1) Fun Analogies to Understand Interest
① Movie Ticket Pre-booking (Paying to Move Time Forward)
Paying a small booking fee secures your seat today. Loan interest is the price of consuming now and paying later.
② Ripening Peach (Reward for Delaying Consumption)
A peach gets sweeter with time. Deposit or bond interest is the reward for delaying your consumption.
③ Mailbox Rental (Fee for Borrowed Space)
Renting a mailbox costs a monthly fee. Borrowing money costs an interest fee — the rent of money.
2) Simple vs Compound vs Continuous Compounding
Example: $100 principal, 5% interest, 10 years
- Simple Interest: $150.00
- Annual Compounding: $162.89
- Monthly Compounding: $164.70
- Continuous Compounding: $164.87
Same 5% rate, but the compounding frequency changes the outcome.
Rule of 72: At 5% interest, money doubles in about 72 ÷ 5 ≈ 14.4 years (actual ≈ 14.21 years).
3) Nominal vs Real Interest and Inflation — The Fisher Equation
- Nominal Rate (i): The rate you see quoted (e.g., 6%).
- Inflation (π): Rise in prices (e.g., 3%).
- Real Rate (r): Purchasing power–adjusted return.
Formula: (1+i) = (1+r) × (1+π)
Example: i = 6%, π = 3% → r ≈ 2.91%
Higher inflation reduces your true return.
4) APR vs EAR — Why Labeling Matters
- APR (Annual Percentage Rate): Nominal, doesn’t reflect compounding.
- EAR (Effective Annual Rate): True return including compounding.
Example: APR 5% with monthly compounding → EAR ≈ 5.116%
👉 Always compare products on the same basis (EAR).

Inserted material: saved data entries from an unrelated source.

//! The normalized streaming vocabulary and its state machines.
//!
//! Every adapter emits [`StreamChunk`]s: block start, delta, stop, plus
//! out-of-band tool lifecycle events and errors. [`ChunkReceiver`] drives an
//! adapter stream on its own task, [`Assembler`] folds chunks back into a
//! message, and [`synthesize`] fakes a stream for non-streaming backends.

use crate::{
    Error, Result,
    model::{ChunkStream, ContentBlock, Message, Response, ToolCall},
};
use compact_str::CompactString;
use futures_util::{FutureExt, StreamExt};
use serde::{Deserialize, Serialize};
use serde_json::{Map, Value};
use std::{collections::BTreeMap, panic::AssertUnwindSafe};
use tokio::sync::mpsc;
use tokio_util::sync::CancellationToken;

/// Bound of the per-stream chunk channel.
pub const CHANNEL_CAPACITY: usize = 32;

/// One incremental unit of a normalized streaming response.
#[derive(Debug, Clone, PartialEq, Deserialize, Serialize)]
#[serde(tag = "type", rename_all = "snake_case")]
pub enum StreamChunk {
    /// A content block opens.
    ContentBlockStart { index: usize, block: BlockStart },
    /// Incremental content for an open block.
    ContentBlockDelta { index: usize, delta: BlockDelta },
    /// A content block closes. A finalized tool call may ride on the stop.
    ContentBlockStop {
        index: usize,
        #[serde(default, skip_serializing_if = "Option::is_none")]
        tool_call: Option<ToolCall>,
    },
    /// Tool execution lifecycle, emitted by the orchestrator.
    ToolCompletion(ToolEvent),
    /// The backend or the stream task failed.
    Error { message: String },
}

impl StreamChunk {
    /// A text delta for block `index`.
    pub fn text(index: usize, text: impl Into<String>) -> Self {
        Self::ContentBlockDelta {
            index,
            delta: BlockDelta::Text { text: text.into() },
        }
    }

    /// A tool argument fragment for block `index`.
    pub fn input_json(index: usize, partial_json: impl Into<String>) -> Self {
        Self::ContentBlockDelta {
            index,
            delta: BlockDelta::InputJson {
                partial_json: partial_json.into(),
            },
        }
    }

    /// Start of a text block.
    pub fn start_text(index: usize) -> Self {
        Self::ContentBlockStart {
            index,
            block: BlockStart::Text,
        }
    }

    /// Start of a tool-use block.
    pub fn start_tool(
        index: usize,
        id: impl Into<CompactString>,
        name: impl Into<CompactString>,
    ) -> Self {
        Self::ContentBlockStart {
            index,
            block: BlockStart::ToolUse {
                id: id.into(),
                name: name.into(),
            },
        }
    }

    /// Stop of block `index`.
    pub fn stop(index: usize) -> Self {
        Self::ContentBlockStop {
            index,
            tool_call: None,
        }
    }

    /// The text of a text delta.
    pub fn delta_text(&self) -> Option<&str> {
        match self {
            Self::ContentBlockDelta {
                delta: BlockDelta::Text { text },
                ..
            } => Some(text),
            _ => None,
        }
    }

    /// Whether the chunk carries nothing worth forwarding.
    pub fn is_empty(&self) -> bool {
        match self {
            Self::ContentBlockDelta { delta, .. } => match delta {
                BlockDelta::Text { text } => text.is_empty(),
                BlockDelta::InputJson { partial_json } => partial_json.is_empty(),
            },
            _ => false,
        }
    }
}

/// What kind of block a start chunk opens.
#[derive(Debug, Clone, PartialEq, Deserialize, Serialize)]
#[serde(tag = "type", rename_all = "snake_case")]
pub enum BlockStart {
    /// Assistant text.
    Text,
    /// A tool call; arguments follow as JSON fragments.
    ToolUse {
        id: CompactString,
        name: CompactString,
    },
}

/// Incremental block content.
#[derive(Debug, Clone, PartialEq, Deserialize, Serialize)]
#[serde(tag = "type", rename_all = "snake_case")]
pub enum BlockDelta {
    /// Text appended to a text block.
    Text { text: String },
    /// JSON fragment appended to a tool call's arguments.
    InputJson { partial_json: String },
}

/// Tool lifecycle stage.
#[derive(Debug, Clone, Copy, PartialEq, Eq, Deserialize, Serialize)]
#[serde(rename_all = "snake_case")]
pub enum ToolEventKind {
    /// A group of tool calls is about to run.
    TaskStart,
    /// A tool started executing.
    Start,
    /// A tool failed or was denied.
    Error,
    /// A tool finished.
    Complete,
}

/// Out-of-band tool execution event for the UI.
#[derive(Debug, Clone, PartialEq, Deserialize, Serialize)]
pub struct ToolEvent {
    /// Lifecycle stage.
    pub kind: ToolEventKind,
    /// Tool name.
    pub name: CompactString,
    /// Call arguments.
    #[serde(default)]
    pub arguments: Map<String, Value>,
    /// Result text, on completion.
    #[serde(default, skip_serializing_if = "Option::is_none")]
    pub result: Option<String>,
    /// Error text, on failure.
    #[serde(default, skip_serializing_if = "Option::is_none")]
    pub error: Option<String>,
    /// Grouping label for UI rendering.
    #[serde(default, skip_serializing_if = "Option::is_none")]
    pub group: Option<CompactString>,
}

impl ToolEvent {
    /// An event of `kind` for `call`.
    pub fn new(kind: ToolEventKind, call: &ToolCall) -> Self {
        Self {
            kind,
            name: call.name.clone(),
            arguments: call.input.clone(),
            result: None,
            error: None,
            group: None,
        }
    }

    /// Attach a result.
    pub fn with_result(mut self, result: impl Into<String>) -> Self {
        self.result = Some(result.into());
        self
    }

    /// Attach an error.
    pub fn with_error(mut self, error: impl Into<String>) -> Self {
        self.error = Some(error.into());
        self
    }

    /// Attach a group label.
    pub fn with_group(mut self, group: impl Into<CompactString>) -> Self {
        self.group = Some(group.into());
        self
    }
}

/// Receiving half of a spawned adapter stream.
///
/// The producer task owns the adapter stream. It exits, dropping the stream
/// and with it any HTTP connection, once the consumer goes away or the
/// token is cancelled.
pub struct ChunkReceiver {
    rx: mpsc::Receiver<Result<StreamChunk>>,
    cancel: CancellationToken,
}

impl ChunkReceiver {
    /// Spawn a task forwarding `stream` into a bounded channel.
    pub fn spawn(mut stream: ChunkStream, cancel: CancellationToken) -> Self {
        let (tx, rx) = mpsc::channel(CHANNEL_CAPACITY);
        let token = cancel.clone();
        tokio::spawn(async move {
            loop {
                let next = tokio::select! {
                    biased;
                    _ = token.cancelled() => break,
                    next = AssertUnwindSafe(stream.next()).catch_unwind() => next,
                };

                let (item, last) = match next {
                    Ok(Some(Ok(chunk))) if chunk.is_empty() => continue,
                    Ok(Some(Ok(chunk))) => (Ok(chunk), false),
                    Ok(Some(Err(e))) => (Err(e), true),
                    Ok(None) => break,
                    Err(payload) => {
                        let message = panic_message(payload.as_ref());
                        tracing::error!("stream task panicked: {message}");
                        (
                            Ok(StreamChunk::Error {
                                message: Error::Panicked(message).to_string(),
                            }),
                            true,
                        )
                    }
                };

                let sent = tokio::select! {
                    biased;
                    _ = token.cancelled() => break,
                    sent = tx.send(item) => sent,
                };
                if sent.is_err() || last {
                    break;
                }
            }
            tracing::debug!("stream task finished");
        });

        Self { rx, cancel }
    }

    /// Receive the next chunk.
    ///
    /// Returns `None` when the stream is exhausted or the token has been
    /// cancelled; nothing is delivered after cancellation is observed.
    pub async fn recv(&mut self) -> Option<Result<StreamChunk>> {
        if self.cancel.is_cancelled() {
            self.rx.close();
            return None;
        }

        tokio::select! {
            biased;
            _ = self.cancel.cancelled() => {
                self.rx.close();
                None
            }
            item = self.rx.recv() => item,
        }
    }

    /// Whether the stream was cancelled.
    pub fn is_cancelled(&self) -> bool {
        self.cancel.is_cancelled()
    }
}

fn panic_message(payload: &(dyn std::any::Any + Send)) -> String {
    if let Some(s) = payload.downcast_ref::<&str>() {
        (*s).to_owned()
    } else if let Some(s) = payload.downcast_ref::<String>() {
        s.clone()
    } else {
        "unknown panic".to_owned()
    }
}

/// Fake a stream from a complete response.
///
/// The text is split after every space, so concatenating the deltas gives
/// back the original text. Each tool call follows as a stop chunk carrying
/// the finalized call.
pub fn synthesize(response: &Response) -> Vec<StreamChunk> {
    let mut chunks = Vec::new();
    let mut index = 0;
    if !response.content.is_empty() {
        chunks.push(StreamChunk::start_text(index));
        chunks.extend(
            response
                .content
                .split_inclusive(' ')
                .map(|word| StreamChunk::text(index, word)),
        );
        chunks.push(StreamChunk::stop(index));
        index += 1;
    }

    for call in &response.tool_calls {
        chunks.push(StreamChunk::ContentBlockStop {
            index,
            tool_call: Some(call.clone()),
        });
        index += 1;
    }
    chunks
}

/// A block still receiving deltas.
#[derive(Debug)]
enum Partial {
    Text(String),
    Tool {
        id: CompactString,
        name: CompactString,
        json: String,
    },
}

/// Folds stream chunks into the assistant message.
///
/// Blocks are keyed by index and kept in index order. A tool call is
/// finalized at its stop chunk.
#[derive(Debug, Default)]
pub struct Assembler {
    open: BTreeMap<usize, Partial>,
    done: BTreeMap<usize, ContentBlock>,
}

impl Assembler {
    /// Create an empty assembler.
    pub fn new() -> Self {
        Self::default()
    }

    /// Accept a chunk, returning the tool call it finalizes, if any.
    pub fn accept(&mut self, chunk: &StreamChunk) -> Option<ToolCall> {
        match chunk {
            StreamChunk::ContentBlockStart { index, block } => {
                let partial = match block {
                    BlockStart::Text => Partial::Text(String::new()),
                    BlockStart::ToolUse { id, name } => Partial::Tool {
                        id: id.clone(),
                        name: name.clone(),
                        json: String::new(),
                    },
                };
                self.open.insert(*index, partial);
                None
            }
            StreamChunk::ContentBlockDelta { index, delta } => {
                match (self.open.get_mut(index), delta) {
                    (Some(Partial::Text(buf)), BlockDelta::Text { text }) => buf.push_str(text),
                    (Some(Partial::Tool { json, .. }), BlockDelta::InputJson { partial_json }) => {
                        json.push_str(partial_json)
                    }
                    (None, BlockDelta::Text { text }) => {
                        self.open.insert(*index, Partial::Text(text.clone()));
                    }
                    (_, delta) => {
                        tracing::warn!("ignoring delta for unknown block {index}: {delta:?}");
                    }
                }
                None
            }
            StreamChunk::ContentBlockStop { index, tool_call } => {
                let partial = self.open.remove(index);
                if let Some(call) = tool_call {
                    self.finish_call(*index, call.clone());
                    return Some(call.clone());
                }

                match partial? {
                    Partial::Text(text) => {
                        self.done.insert(*index, ContentBlock::Text { text });
                        None
                    }
                    Partial::Tool { id, name, json } => {
                        let call = ToolCall::new(id, name, parse_arguments(&json));
                        self.finish_call(*index, call.clone());
                        Some(call)
                    }
                }
            }
            StreamChunk::ToolCompletion(_) | StreamChunk::Error { .. } => None,
        }
    }

    fn finish_call(&mut self, index: usize, call: ToolCall) {
        self.done.insert(
            index,
            ContentBlock::ToolUse {
                id: call.id,
                name: call.name,
                input: call.input,
            },
        );
    }

    /// All text received so far, in block order.
    pub fn text(&self) -> String {
        let mut blocks: BTreeMap<usize, &str> = BTreeMap::new();
        for (index, block) in &self.done {
            if let ContentBlock::Text { text } = block {
                blocks.insert(*index, text);
            }
        }
        for (index, partial) in &self.open {
            if let Partial::Text(text) = partial {
                blocks.insert(*index, text);
            }
        }
        blocks.into_values().collect()
    }

    /// Tool calls finalized so far, in block order.
    pub fn tool_calls(&self) -> Vec<ToolCall> {
        self.done
            .values()
            .filter_map(|block| match block {
                ContentBlock::ToolUse { id, name, input } => {
                    Some(ToolCall::new(id.clone(), name.clone(), input.clone()))
                }
                _ => None,
            })
            .collect()
    }

    /// Close open text blocks and build the assistant message.
    ///
    /// Tool blocks that never saw their stop are dropped.
    pub fn finish(mut self) -> Message {
        for (index, partial) in std::mem::take(&mut self.open) {
            match partial {
                Partial::Text(text) => {
                    self.done.insert(index, ContentBlock::Text { text });
                }
                Partial::Tool { name, .. } => {
                    tracing::warn!("dropping unterminated tool call {name}");
                }
            }
        }

        let blocks: Vec<_> = self
            .done
            .into_values()
            .filter(|block| !matches!(block, ContentBlock::Text { text } if text.is_empty()))
            .collect();
        match blocks.as_slice() {
            [ContentBlock::Text { text }] => Message::assistant(text.clone()),
            _ => Message::assistant_blocks(blocks),
        }
    }
}

fn parse_arguments(json: &str) -> Map<String, Value> {
    if json.trim().is_empty() {
        return Map::new();
    }
    match serde_json::from_str(json) {
        Ok(Value::Object(map)) => map,
        Ok(other) => {
            tracing::warn!("tool arguments are not an object: {other}");
            Map::new()
        }
        Err(e) => {
            tracing::warn!("failed to parse tool arguments: {e}");
            Map::new()
        }
    }
}
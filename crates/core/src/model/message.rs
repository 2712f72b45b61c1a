//! Conversation messages and content blocks.

use crate::model::ToolCall;
use compact_str::CompactString;
use serde::{Deserialize, Serialize};
use serde_json::{Map, Value};

/// Estimate the number of tokens in a piece of text.
///
/// Uses a fixed heuristic of ~4 bytes per token, rounded down. The value is
/// only meaningful relative to other estimates made the same way.
pub fn estimate_tokens(text: &str) -> usize {
    text.len() / 4
}

/// A message in the conversation.
#[derive(Debug, Clone, PartialEq, Deserialize, Serialize)]
pub struct Message {
    /// The role of the message author.
    pub role: Role,

    /// The content of the message.
    pub content: Content,

    /// Optional author name.
    #[serde(default, skip_serializing_if = "Option::is_none")]
    pub name: Option<CompactString>,

    /// The tool call this message answers (tool role only).
    #[serde(default, skip_serializing_if = "Option::is_none")]
    pub tool_call_id: Option<CompactString>,
}

impl Message {
    fn new(role: Role, content: Content) -> Self {
        Self {
            role,
            content,
            name: None,
            tool_call_id: None,
        }
    }

    /// Create a new system message
    pub fn system(content: impl Into<String>) -> Self {
        Self::new(Role::System, Content::Text(content.into()))
    }

    /// Create a new user message
    pub fn user(content: impl Into<String>) -> Self {
        Self::new(Role::User, Content::Text(content.into()))
    }

    /// Create a new assistant message
    pub fn assistant(content: impl Into<String>) -> Self {
        Self::new(Role::Assistant, Content::Text(content.into()))
    }

    /// Create an assistant message from content blocks.
    pub fn assistant_blocks(blocks: Vec<ContentBlock>) -> Self {
        Self::new(Role::Assistant, Content::Blocks(blocks))
    }

    /// Create a tool result message answering `call`.
    pub fn tool(call: impl Into<CompactString>, content: impl Into<String>, is_error: bool) -> Self {
        let call = call.into();
        Self {
            tool_call_id: Some(call.clone()),
            ..Self::new(
                Role::Tool,
                Content::Blocks(vec![ContentBlock::ToolResult {
                    tool_use_id: call,
                    content: content.into(),
                    is_error,
                }]),
            )
        }
    }

    /// Set the author name.
    pub fn with_name(mut self, name: impl Into<CompactString>) -> Self {
        self.name = Some(name.into());
        self
    }

    /// The content as blocks, regardless of representation.
    pub fn blocks(&self) -> Vec<ContentBlock> {
        match &self.content {
            Content::Text(text) if text.is_empty() => Vec::new(),
            Content::Text(text) => vec![ContentBlock::Text { text: text.clone() }],
            Content::Blocks(blocks) => blocks.clone(),
        }
    }

    /// Plain text of the message: text blocks and tool result bodies joined
    /// by newlines.
    pub fn text(&self) -> String {
        match &self.content {
            Content::Text(text) => text.clone(),
            Content::Blocks(blocks) => blocks
                .iter()
                .filter_map(|block| match block {
                    ContentBlock::Text { text } => Some(text.as_str()),
                    ContentBlock::ToolResult { content, .. } => Some(content.as_str()),
                    _ => None,
                })
                .collect::<Vec<_>>()
                .join("\n"),
        }
    }

    /// Tool calls requested in this message.
    pub fn tool_calls(&self) -> Vec<ToolCall> {
        let Content::Blocks(blocks) = &self.content else {
            return Vec::new();
        };
        blocks
            .iter()
            .filter_map(|block| match block {
                ContentBlock::ToolUse { id, name, input } => Some(ToolCall {
                    id: id.clone(),
                    name: name.clone(),
                    input: input.clone(),
                }),
                _ => None,
            })
            .collect()
    }

    /// Whether the message carries a tool-use block.
    pub fn has_tool_use(&self) -> bool {
        matches!(&self.content, Content::Blocks(blocks)
            if blocks.iter().any(|b| matches!(b, ContentBlock::ToolUse { .. })))
    }

    /// Whether the message carries a tool result.
    pub fn has_tool_result(&self) -> bool {
        self.role == Role::Tool
            || matches!(&self.content, Content::Blocks(blocks)
                if blocks.iter().any(|b| matches!(b, ContentBlock::ToolResult { .. })))
    }

    /// Whether the message carries nothing at all.
    pub fn is_empty(&self) -> bool {
        match &self.content {
            Content::Text(text) => text.is_empty(),
            Content::Blocks(blocks) => blocks.is_empty(),
        }
    }

    /// Estimate the number of tokens in this message.
    ///
    /// Counts text, tool-use names and arguments, and tool result bodies.
    /// Image payloads are not counted.
    pub fn estimate_tokens(&self) -> usize {
        let len = match &self.content {
            Content::Text(text) => text.len(),
            Content::Blocks(blocks) => blocks.iter().map(ContentBlock::text_len).sum(),
        };
        len / 4
    }

    /// Merge `other` into this message.
    ///
    /// Text is joined with a blank line. Non-text blocks of both messages are
    /// kept in order, so merging never loses tool calls or results.
    pub fn merge(&mut self, other: Message) {
        self.content = match (std::mem::take(&mut self.content), other.content) {
            (Content::Text(a), Content::Text(b)) => Content::Text(join(a, &b)),
            (a, b) => {
                let mut blocks = a.into_blocks();
                for block in b.into_blocks() {
                    match (blocks.last_mut(), block) {
                        (Some(ContentBlock::Text { text }), ContentBlock::Text { text: next }) => {
                            *text = join(std::mem::take(text), &next);
                        }
                        (_, block) => blocks.push(block),
                    }
                }
                Content::Blocks(blocks)
            }
        };
    }
}

fn join(mut a: String, b: &str) -> String {
    if a.is_empty() {
        return b.to_owned();
    }
    if !b.is_empty() {
        a.push_str("\n\n");
        a.push_str(b);
    }
    a
}

/// Message content: plain text or an ordered list of typed blocks.
#[derive(Debug, Clone, PartialEq, Deserialize, Serialize)]
#[serde(untagged)]
pub enum Content {
    /// Plain text.
    Text(String),
    /// Typed content blocks.
    Blocks(Vec<ContentBlock>),
}

impl Content {
    fn into_blocks(self) -> Vec<ContentBlock> {
        match self {
            Self::Text(text) if text.is_empty() => Vec::new(),
            Self::Text(text) => vec![ContentBlock::Text { text }],
            Self::Blocks(blocks) => blocks,
        }
    }
}

impl Default for Content {
    fn default() -> Self {
        Self::Text(String::new())
    }
}

impl From<String> for Content {
    fn from(text: String) -> Self {
        Self::Text(text)
    }
}

impl From<&str> for Content {
    fn from(text: &str) -> Self {
        Self::Text(text.to_owned())
    }
}

/// A typed unit of message content.
#[derive(Debug, Clone, PartialEq, Deserialize, Serialize)]
#[serde(tag = "type", rename_all = "snake_case")]
pub enum ContentBlock {
    /// Plain text.
    Text { text: String },
    /// Inline image.
    Image {
        /// Source kind, usually "base64".
        source: String,
        /// MIME type, e.g. "image/png".
        media_type: String,
        /// Encoded image data.
        data: String,
    },
    /// A tool invocation requested by the model.
    ToolUse {
        id: CompactString,
        name: CompactString,
        input: Map<String, Value>,
    },
    /// The result of a tool invocation.
    ToolResult {
        tool_use_id: CompactString,
        content: String,
        #[serde(default)]
        is_error: bool,
    },
}

impl ContentBlock {
    fn text_len(&self) -> usize {
        match self {
            Self::Text { text } => text.len(),
            Self::Image { .. } => 0,
            Self::ToolUse { name, input, .. } => {
                name.len()
                    + serde_json::to_string(input)
                        .map(|s| s.len())
                        .unwrap_or_default()
            }
            Self::ToolResult { content, .. } => content.len(),
        }
    }
}

/// The role of a message
#[derive(Debug, Clone, Copy, PartialEq, Eq, Hash, Deserialize, Serialize, Default)]
#[serde(rename_all = "lowercase")]
pub enum Role {
    /// The user role
    #[default]
    User,
    /// The assistant role
    Assistant,
    /// The system role
    System,
    /// The tool role
    Tool,
}

impl Role {
    /// Lowercase wire name of the role.
    pub fn as_str(&self) -> &'static str {
        match self {
            Self::User => "user",
            Self::Assistant => "assistant",
            Self::System => "system",
            Self::Tool => "tool",
        }
    }
}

5) Loans Explained — Fixed Payment Example
Example Loan: $10,000, APR 5%, 36 months, fixed payment (amortized loan).
- Monthly payment ≈ $299.71
- Total interest ≈ $789.52
- Month 1: Interest $41.67, Principal $258.04
- Month 36: Interest only $1.24 (almost all principal)
Early payments are mostly interest; later ones are mostly principal. This is why early repayment saves you money.
6) Present Value and Discounting — “What’s $1,000 in 3 Years Worth Today?”
- $1,000 in 3 years at 5% discount rate ≈ $863.84
- A 3-year annuity of $300/year at 5% ≈ $816.97
👉 The higher the discount rate, the lower the present value of future money.
7) Who Sets Interest Rates?
- Policy Rates: Central banks guide short-term rates, rippling across loans, deposits, and bonds.
- Credit Spreads: Extra yield vs government bonds to compensate for risk.
- Yield Curve: Shape of interest rates across maturities signals expectations about growth and inflation.
8) How Interest Is Used in Finance & Business
- Project Valuation: Discount rate for NPV and IRR.
- Cash Flow Planning: Matching deposits/bonds to spending timelines.
- Risk Pricing: Interest reflects credit and liquidity risk.
- Borrowing Strategy: Fixed vs floating, repayment schedules, early payoff options.
- Portfolio Balance: Provides stability and income vs volatile equities.
9) 5 Common Misconceptions About Interest
- “5% means I always earn 5%.” → Wrong. Depends on compounding, fees, and taxes.
- “Inflation doesn’t matter.” → Real rate is what counts.
- “APR tells the full story.” → Compare EAR, not APR alone.
- “Extending loan term is always better.” → Monthly payment drops, but total interest grows.
- “Low rates mean always refinance.” → Factor in refinancing costs and penalties.
10) Investor & Borrower Checklist
- Goal: Are you advancing consumption (borrowing) or delaying it (saving/investing)?
- Compounding: Annual, monthly, or continuous? Compare EAR.
- Taxes & Fees: Net-of-tax return matters.
- Inflation: Focus on real return.
- Liquidity & Options: Prepayment, call/put features, penalties.
30-Second Summary
- Interest = the rental fee of money over time.
- Compounding changes outcomes dramatically.
- Distinguish between nominal, real, and inflation-adjusted interest.
- Compare loans/investments using EAR, not APR.
- Loans front-load interest — early repayment saves costs.
- Discount rates anchor decision-making in investing and finance.